INSTRUCTIONS FOR THE TASK
Below are the records; give again exactly the line with "backing table alive", the line with "let shape_offset = std::mem::size_of::<i32>();", and each line that lies between them, and nothing besides.

EXERCISE DATA
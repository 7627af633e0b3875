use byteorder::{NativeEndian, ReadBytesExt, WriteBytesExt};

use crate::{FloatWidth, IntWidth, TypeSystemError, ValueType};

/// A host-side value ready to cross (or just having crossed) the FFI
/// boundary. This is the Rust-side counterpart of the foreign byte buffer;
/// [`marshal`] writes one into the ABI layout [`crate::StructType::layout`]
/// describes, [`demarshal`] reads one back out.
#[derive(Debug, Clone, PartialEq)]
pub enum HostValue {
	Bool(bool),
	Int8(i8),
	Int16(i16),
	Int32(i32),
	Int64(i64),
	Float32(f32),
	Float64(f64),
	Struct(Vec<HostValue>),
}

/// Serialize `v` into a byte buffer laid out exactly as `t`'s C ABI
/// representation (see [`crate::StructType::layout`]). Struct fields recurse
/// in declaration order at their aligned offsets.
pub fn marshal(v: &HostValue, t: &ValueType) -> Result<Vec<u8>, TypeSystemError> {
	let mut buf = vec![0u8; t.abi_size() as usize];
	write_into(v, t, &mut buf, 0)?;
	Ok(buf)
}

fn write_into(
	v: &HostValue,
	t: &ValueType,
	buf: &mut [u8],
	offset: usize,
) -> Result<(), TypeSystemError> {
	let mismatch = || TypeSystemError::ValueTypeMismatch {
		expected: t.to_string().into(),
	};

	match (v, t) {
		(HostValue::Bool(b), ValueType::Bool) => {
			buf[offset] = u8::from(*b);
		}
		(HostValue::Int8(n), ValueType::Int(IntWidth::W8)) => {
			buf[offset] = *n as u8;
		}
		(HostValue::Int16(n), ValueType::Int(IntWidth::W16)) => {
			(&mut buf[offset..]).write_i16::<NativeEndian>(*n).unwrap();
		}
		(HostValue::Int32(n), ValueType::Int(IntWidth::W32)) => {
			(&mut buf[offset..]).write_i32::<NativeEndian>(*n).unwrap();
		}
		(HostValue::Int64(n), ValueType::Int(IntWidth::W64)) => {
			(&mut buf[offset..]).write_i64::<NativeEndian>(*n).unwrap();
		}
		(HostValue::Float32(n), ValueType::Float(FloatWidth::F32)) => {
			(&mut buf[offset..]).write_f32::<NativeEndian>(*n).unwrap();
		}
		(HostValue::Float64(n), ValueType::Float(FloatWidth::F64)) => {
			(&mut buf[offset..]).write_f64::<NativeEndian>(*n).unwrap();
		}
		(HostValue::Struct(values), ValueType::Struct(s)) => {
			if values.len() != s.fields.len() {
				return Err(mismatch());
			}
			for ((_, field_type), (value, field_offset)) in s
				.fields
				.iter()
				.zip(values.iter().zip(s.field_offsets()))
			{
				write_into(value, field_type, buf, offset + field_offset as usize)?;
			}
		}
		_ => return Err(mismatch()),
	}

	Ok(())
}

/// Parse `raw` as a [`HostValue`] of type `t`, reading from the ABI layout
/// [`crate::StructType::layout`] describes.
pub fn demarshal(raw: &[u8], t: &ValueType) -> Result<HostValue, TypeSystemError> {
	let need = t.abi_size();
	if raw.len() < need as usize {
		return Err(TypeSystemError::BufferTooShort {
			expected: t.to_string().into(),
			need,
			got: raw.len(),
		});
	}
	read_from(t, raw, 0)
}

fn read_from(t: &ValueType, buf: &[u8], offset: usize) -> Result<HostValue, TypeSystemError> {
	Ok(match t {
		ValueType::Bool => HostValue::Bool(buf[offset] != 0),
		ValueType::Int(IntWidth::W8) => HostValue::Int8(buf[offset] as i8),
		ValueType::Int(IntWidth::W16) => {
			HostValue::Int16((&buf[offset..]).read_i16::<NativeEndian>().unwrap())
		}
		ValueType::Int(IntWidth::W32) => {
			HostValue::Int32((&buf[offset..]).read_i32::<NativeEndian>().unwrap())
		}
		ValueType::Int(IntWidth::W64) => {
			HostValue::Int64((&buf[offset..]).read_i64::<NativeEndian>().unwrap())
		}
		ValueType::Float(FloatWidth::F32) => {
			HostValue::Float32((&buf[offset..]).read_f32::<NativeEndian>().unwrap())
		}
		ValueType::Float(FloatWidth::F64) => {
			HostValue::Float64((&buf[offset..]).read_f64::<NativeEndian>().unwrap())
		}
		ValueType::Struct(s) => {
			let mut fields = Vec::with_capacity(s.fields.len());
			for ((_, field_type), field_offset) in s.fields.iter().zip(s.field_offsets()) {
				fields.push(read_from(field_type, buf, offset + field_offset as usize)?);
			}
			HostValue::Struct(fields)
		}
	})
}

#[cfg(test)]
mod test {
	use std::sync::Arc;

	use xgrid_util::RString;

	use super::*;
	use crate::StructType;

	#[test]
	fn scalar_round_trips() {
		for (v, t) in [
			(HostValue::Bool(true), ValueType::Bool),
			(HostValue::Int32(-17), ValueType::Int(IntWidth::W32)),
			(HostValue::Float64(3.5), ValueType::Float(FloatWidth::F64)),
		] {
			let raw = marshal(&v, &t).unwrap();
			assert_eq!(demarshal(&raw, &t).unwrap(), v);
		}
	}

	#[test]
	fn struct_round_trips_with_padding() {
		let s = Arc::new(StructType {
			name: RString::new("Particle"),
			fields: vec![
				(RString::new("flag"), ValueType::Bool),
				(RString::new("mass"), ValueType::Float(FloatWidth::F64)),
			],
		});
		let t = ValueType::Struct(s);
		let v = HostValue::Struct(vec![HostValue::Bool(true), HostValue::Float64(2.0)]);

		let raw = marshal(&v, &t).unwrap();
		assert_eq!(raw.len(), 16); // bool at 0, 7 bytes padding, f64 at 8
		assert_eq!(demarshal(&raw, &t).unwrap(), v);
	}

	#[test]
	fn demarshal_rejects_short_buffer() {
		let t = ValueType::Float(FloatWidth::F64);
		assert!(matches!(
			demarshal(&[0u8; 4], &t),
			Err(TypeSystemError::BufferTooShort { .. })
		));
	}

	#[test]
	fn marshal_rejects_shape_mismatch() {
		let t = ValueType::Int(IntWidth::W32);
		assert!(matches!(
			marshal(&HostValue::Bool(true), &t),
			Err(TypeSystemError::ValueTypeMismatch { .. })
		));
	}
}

---

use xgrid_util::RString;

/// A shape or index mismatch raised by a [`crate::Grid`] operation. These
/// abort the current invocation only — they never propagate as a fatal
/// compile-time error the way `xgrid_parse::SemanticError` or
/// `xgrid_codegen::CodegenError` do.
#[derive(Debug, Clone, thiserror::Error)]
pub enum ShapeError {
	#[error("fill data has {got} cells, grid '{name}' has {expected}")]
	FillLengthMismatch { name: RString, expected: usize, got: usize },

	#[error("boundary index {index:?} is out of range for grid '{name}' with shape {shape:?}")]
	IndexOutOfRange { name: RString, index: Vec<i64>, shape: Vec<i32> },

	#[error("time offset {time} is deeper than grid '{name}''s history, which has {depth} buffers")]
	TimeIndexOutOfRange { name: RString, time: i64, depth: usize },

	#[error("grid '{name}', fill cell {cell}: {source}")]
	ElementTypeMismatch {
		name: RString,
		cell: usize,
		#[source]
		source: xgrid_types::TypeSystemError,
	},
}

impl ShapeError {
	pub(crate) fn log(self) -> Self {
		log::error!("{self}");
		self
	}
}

* * *

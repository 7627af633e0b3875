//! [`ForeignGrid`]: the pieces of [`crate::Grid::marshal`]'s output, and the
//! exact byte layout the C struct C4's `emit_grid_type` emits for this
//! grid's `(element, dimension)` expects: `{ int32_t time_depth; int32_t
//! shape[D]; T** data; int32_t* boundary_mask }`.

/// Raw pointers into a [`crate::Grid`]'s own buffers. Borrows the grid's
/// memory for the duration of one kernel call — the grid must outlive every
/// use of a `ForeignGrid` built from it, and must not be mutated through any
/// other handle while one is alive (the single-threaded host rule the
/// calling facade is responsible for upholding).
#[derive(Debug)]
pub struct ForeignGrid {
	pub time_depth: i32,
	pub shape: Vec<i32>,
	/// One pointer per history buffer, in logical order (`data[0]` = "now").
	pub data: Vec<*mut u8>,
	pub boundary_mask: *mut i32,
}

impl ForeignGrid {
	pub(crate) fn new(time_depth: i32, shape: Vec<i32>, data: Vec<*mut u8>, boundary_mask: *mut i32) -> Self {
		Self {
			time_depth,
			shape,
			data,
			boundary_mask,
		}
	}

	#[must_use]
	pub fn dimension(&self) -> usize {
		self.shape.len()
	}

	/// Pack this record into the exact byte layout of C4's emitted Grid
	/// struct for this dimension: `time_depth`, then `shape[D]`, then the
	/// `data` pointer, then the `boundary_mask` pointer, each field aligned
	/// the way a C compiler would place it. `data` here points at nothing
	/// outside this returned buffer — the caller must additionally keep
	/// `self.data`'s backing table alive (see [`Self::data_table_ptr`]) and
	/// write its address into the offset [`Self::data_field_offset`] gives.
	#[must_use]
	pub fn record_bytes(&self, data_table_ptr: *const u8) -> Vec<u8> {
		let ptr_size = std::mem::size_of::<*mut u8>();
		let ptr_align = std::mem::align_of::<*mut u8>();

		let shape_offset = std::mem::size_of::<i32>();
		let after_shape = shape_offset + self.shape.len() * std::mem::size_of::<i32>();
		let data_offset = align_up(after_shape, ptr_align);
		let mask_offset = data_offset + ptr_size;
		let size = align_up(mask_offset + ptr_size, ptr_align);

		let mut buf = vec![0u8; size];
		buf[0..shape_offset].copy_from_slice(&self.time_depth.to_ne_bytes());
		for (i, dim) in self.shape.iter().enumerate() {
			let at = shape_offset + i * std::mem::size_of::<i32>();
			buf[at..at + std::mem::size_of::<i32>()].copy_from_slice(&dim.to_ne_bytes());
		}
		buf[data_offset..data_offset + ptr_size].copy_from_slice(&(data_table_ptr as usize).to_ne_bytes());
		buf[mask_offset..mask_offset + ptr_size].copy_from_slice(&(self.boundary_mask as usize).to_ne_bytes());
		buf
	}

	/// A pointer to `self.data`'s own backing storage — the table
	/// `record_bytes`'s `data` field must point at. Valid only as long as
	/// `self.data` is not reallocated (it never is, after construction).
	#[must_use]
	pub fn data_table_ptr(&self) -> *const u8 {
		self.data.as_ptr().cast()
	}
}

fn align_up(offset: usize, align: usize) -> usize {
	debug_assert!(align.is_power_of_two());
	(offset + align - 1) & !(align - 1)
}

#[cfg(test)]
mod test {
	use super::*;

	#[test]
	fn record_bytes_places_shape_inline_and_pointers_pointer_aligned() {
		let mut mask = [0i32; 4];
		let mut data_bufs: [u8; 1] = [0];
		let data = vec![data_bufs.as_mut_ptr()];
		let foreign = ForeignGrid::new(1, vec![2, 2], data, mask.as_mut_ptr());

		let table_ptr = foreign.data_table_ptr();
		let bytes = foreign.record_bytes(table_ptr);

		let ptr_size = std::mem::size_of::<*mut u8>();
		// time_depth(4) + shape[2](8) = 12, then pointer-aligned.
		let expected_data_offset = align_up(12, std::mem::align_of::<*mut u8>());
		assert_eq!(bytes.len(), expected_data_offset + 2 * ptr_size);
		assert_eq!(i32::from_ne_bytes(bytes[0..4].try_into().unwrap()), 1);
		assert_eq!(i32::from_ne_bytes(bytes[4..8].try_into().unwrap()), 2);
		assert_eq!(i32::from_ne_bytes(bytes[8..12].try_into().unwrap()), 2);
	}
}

COMPLETED EXERCISE
	/// `self.data`'s backing table alive (see [`Self::data_table_ptr`]) and
	/// write its address into the offset [`Self::data_field_offset`] gives.
	#[must_use]
	pub fn record_bytes(&self, data_table_ptr: *const u8) -> Vec<u8> {
		let ptr_size = std::mem::size_of::<*mut u8>();
		let ptr_align = std::mem::align_of::<*mut u8>();

		let shape_offset = std::mem::size_of::<i32>();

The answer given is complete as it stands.